* **Dataset entries**
-- -- --

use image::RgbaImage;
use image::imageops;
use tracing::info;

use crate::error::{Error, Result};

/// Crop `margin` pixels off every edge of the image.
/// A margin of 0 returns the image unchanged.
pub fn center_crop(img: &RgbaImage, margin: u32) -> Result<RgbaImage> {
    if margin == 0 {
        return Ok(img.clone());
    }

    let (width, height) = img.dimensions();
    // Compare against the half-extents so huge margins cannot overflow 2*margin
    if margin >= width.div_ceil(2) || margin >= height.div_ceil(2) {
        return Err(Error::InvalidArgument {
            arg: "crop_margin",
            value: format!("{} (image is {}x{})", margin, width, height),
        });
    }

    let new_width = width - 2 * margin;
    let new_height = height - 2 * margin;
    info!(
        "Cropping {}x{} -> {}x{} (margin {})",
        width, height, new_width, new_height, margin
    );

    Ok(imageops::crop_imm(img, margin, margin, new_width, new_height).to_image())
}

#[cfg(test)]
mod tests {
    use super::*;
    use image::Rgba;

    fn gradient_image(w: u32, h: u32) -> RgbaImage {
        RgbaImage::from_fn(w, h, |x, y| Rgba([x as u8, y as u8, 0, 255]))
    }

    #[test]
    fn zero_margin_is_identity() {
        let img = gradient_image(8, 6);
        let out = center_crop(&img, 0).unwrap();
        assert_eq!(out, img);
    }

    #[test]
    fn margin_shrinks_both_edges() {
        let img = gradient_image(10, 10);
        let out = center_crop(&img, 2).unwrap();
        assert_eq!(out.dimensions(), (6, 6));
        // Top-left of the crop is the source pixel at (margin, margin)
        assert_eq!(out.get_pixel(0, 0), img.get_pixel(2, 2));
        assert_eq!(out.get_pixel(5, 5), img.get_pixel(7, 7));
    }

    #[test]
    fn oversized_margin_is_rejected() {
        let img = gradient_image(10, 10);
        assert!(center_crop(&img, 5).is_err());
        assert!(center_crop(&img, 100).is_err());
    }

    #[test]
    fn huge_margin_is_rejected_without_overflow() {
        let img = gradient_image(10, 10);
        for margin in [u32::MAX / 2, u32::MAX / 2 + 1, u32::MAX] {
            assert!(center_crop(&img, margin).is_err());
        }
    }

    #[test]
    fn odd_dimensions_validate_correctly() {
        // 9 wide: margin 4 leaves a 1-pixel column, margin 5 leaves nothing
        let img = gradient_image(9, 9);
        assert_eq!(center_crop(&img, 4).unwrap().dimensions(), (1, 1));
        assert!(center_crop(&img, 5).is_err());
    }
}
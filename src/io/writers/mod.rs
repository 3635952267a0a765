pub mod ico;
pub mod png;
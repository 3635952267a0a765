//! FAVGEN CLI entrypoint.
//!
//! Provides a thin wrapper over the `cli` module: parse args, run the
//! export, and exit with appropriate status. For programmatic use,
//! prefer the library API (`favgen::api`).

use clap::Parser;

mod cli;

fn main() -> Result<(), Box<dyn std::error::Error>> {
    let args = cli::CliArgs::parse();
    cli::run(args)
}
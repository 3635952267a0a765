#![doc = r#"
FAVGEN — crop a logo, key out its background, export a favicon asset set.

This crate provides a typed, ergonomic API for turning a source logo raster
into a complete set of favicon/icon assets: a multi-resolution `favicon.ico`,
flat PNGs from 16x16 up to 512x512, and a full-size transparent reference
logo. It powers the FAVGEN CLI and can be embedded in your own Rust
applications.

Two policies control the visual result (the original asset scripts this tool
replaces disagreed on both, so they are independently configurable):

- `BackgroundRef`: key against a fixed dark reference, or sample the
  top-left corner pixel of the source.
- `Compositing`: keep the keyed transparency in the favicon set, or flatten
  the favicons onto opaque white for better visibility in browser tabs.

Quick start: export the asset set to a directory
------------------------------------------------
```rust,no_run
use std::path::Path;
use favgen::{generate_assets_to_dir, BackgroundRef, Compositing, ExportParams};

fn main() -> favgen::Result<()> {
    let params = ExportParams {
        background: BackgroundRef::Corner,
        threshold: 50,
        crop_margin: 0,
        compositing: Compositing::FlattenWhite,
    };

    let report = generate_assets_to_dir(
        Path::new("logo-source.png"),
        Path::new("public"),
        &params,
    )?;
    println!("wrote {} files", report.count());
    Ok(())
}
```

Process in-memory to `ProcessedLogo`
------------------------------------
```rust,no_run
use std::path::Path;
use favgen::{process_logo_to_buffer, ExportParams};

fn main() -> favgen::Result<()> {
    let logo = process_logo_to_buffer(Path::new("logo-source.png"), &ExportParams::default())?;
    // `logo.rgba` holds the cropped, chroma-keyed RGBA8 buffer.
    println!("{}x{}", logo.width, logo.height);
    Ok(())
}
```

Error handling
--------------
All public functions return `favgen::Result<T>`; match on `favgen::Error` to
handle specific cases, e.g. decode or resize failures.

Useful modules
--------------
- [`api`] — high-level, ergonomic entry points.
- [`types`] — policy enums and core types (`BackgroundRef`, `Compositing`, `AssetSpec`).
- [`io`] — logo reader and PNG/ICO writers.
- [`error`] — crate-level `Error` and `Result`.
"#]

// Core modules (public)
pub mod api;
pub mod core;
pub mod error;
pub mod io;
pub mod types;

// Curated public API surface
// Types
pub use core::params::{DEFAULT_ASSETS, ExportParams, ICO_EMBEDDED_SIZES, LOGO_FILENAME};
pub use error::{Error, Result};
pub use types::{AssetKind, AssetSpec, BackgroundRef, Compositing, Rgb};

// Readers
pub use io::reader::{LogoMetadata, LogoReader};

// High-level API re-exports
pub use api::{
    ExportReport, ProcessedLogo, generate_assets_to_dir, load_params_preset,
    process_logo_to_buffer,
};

-- -- --

* **TASK STATEMENT**
Each entry shown above is to be duplicated exactly.

* **OUTPUT FOR THIS TASK**
use image::RgbaImage;
use image::imageops;
use tracing::info;

use crate::error::{Error, Result};

/// Crop `margin` pixels off every edge of the image.
/// A margin of 0 returns the image unchanged.
pub fn center_crop(img: &RgbaImage, margin: u32) -> Result<RgbaImage> {
    if margin == 0 {
        return Ok(img.clone());
    }

    let (width, height) = img.dimensions();
    // Compare against the half-extents so huge margins cannot overflow 2*margin
    if margin >= width.div_ceil(2) || margin >= height.div_ceil(2) {
        return Err(Error::InvalidArgument {
            arg: "crop_margin",
            value: format!("{} (image is {}x{})", margin, width, height),
        });
    }

    let new_width = width - 2 * margin;
    let new_height = height - 2 * margin;
    info!(
        "Cropping {}x{} -> {}x{} (margin {})",
        width, height, new_width, new_height, margin
    );

    Ok(imageops::crop_imm(img, margin, margin, new_width, new_height).to_image())
}

#[cfg(test)]
mod tests {
    use super::*;
    use image::Rgba;

    fn gradient_image(w: u32, h: u32) -> RgbaImage {
        RgbaImage::from_fn(w, h, |x, y| Rgba([x as u8, y as u8, 0, 255]))
    }

    #[test]
    fn zero_margin_is_identity() {
        let img = gradient_image(8, 6);
        let out = center_crop(&img, 0).unwrap();
        assert_eq!(out, img);
    }

    #[test]
    fn margin_shrinks_both_edges() {
        let img = gradient_image(10, 10);
        let out = center_crop(&img, 2).unwrap();
        assert_eq!(out.dimensions(), (6, 6));
        // Top-left of the crop is the source pixel at (margin, margin)
        assert_eq!(out.get_pixel(0, 0), img.get_pixel(2, 2));
        assert_eq!(out.get_pixel(5, 5), img.get_pixel(7, 7));
    }

    #[test]
    fn oversized_margin_is_rejected() {
        let img = gradient_image(10, 10);
        assert!(center_crop(&img, 5).is_err());
        assert!(center_crop(&img, 100).is_err());
    }

    #[test]
    fn huge_margin_is_rejected_without_overflow() {
        let img = gradient_image(10, 10);
        for margin in [u32::MAX / 2, u32::MAX / 2 + 1, u32::MAX] {
            assert!(center_crop(&img, margin).is_err());
        }
    }

    #[test]
    fn odd_dimensions_validate_correctly() {
        // 9 wide: margin 4 leaves a 1-pixel column, margin 5 leaves nothing
        let img = gradient_image(9, 9);
        assert_eq!(center_crop(&img, 4).unwrap().dimensions(), (1, 1));
        assert!(center_crop(&img, 5).is_err());
    }
}
filename src/io/writers/mod.rs
repository 3635952267a0a765
pub mod ico;
pub mod png;
repository 3635952267a0a765
//! FAVGEN CLI entrypoint.
//!
//! Provides a thin wrapper over the `cli` module: parse args, run the
//! export, and exit with appropriate status. For programmatic use,
//! prefer the library API (`favgen::api`).

use clap::Parser;

mod cli;

fn main() -> Result<(), Box<dyn std::error::Error>> {
    let args = cli::CliArgs::parse();
    cli::run(args)
}
repository 3635952267a0a765
#![doc = r#"
FAVGEN — crop a logo, key out its background, export a favicon asset set.

This crate provides a typed, ergonomic API for turning a source logo raster
into a complete set of favicon/icon assets: a multi-resolution `favicon.ico`,
flat PNGs from 16x16 up to 512x512, and a full-size transparent reference
logo. It powers the FAVGEN CLI and can be embedded in your own Rust
applications.

Two policies control the visual result (the original asset scripts this tool
replaces disagreed on both, so they are independently configurable):

- `BackgroundRef`: key against a fixed dark reference, or sample the
  top-left corner pixel of the source.
- `Compositing`: keep the keyed transparency in the favicon set, or flatten
  the favicons onto opaque white for better visibility in browser tabs.

Quick start: export the asset set to a directory
------------------------------------------------
```rust,no_run
use std::path::Path;
use favgen::{generate_assets_to_dir, BackgroundRef, Compositing, ExportParams};

fn main() -> favgen::Result<()> {
    let params = ExportParams {
        background: BackgroundRef::Corner,
        threshold: 50,
        crop_margin: 0,
        compositing: Compositing::FlattenWhite,
    };

    let report = generate_assets_to_dir(
        Path::new("logo-source.png"),
        Path::new("public"),
        &params,
    )?;
    println!("wrote {} files", report.count());
    Ok(())
}
```

Process in-memory to `ProcessedLogo`
------------------------------------
```rust,no_run
use std::path::Path;
use favgen::{process_logo_to_buffer, ExportParams};

fn main() -> favgen::Result<()> {
    let logo = process_logo_to_buffer(Path::new("logo-source.png"), &ExportParams::default())?;
    // `logo.rgba` holds the cropped, chroma-keyed RGBA8 buffer.
    println!("{}x{}", logo.width, logo.height);
    Ok(())
}
```

Error handling
--------------
All public functions return `favgen::Result<T>`; match on `favgen::Error` to
handle specific cases, e.g. decode or resize failures.

Useful modules
--------------
- [`api`] — high-level, ergonomic entry points.
- [`types`] — policy enums and core types (`BackgroundRef`, `Compositing`, `AssetSpec`).
- [`io`] — logo reader and PNG/ICO writers.
- [`error`] — crate-level `Error` and `Result`.
"#]

// Core modules (public)
pub mod api;
pub mod core;
pub mod error;
pub mod io;
pub mod types;

// Curated public API surface
// Types
pub use core::params::{DEFAULT_ASSETS, ExportParams, ICO_EMBEDDED_SIZES, LOGO_FILENAME};
pub use error::{Error, Result};
pub use types::{AssetKind, AssetSpec, BackgroundRef, Compositing, Rgb};

// Readers
pub use io::reader::{LogoMetadata, LogoReader};

// High-level API re-exports
pub use api::{
    ExportReport, ProcessedLogo, generate_assets_to_dir, load_params_preset,
    process_logo_to_buffer,
};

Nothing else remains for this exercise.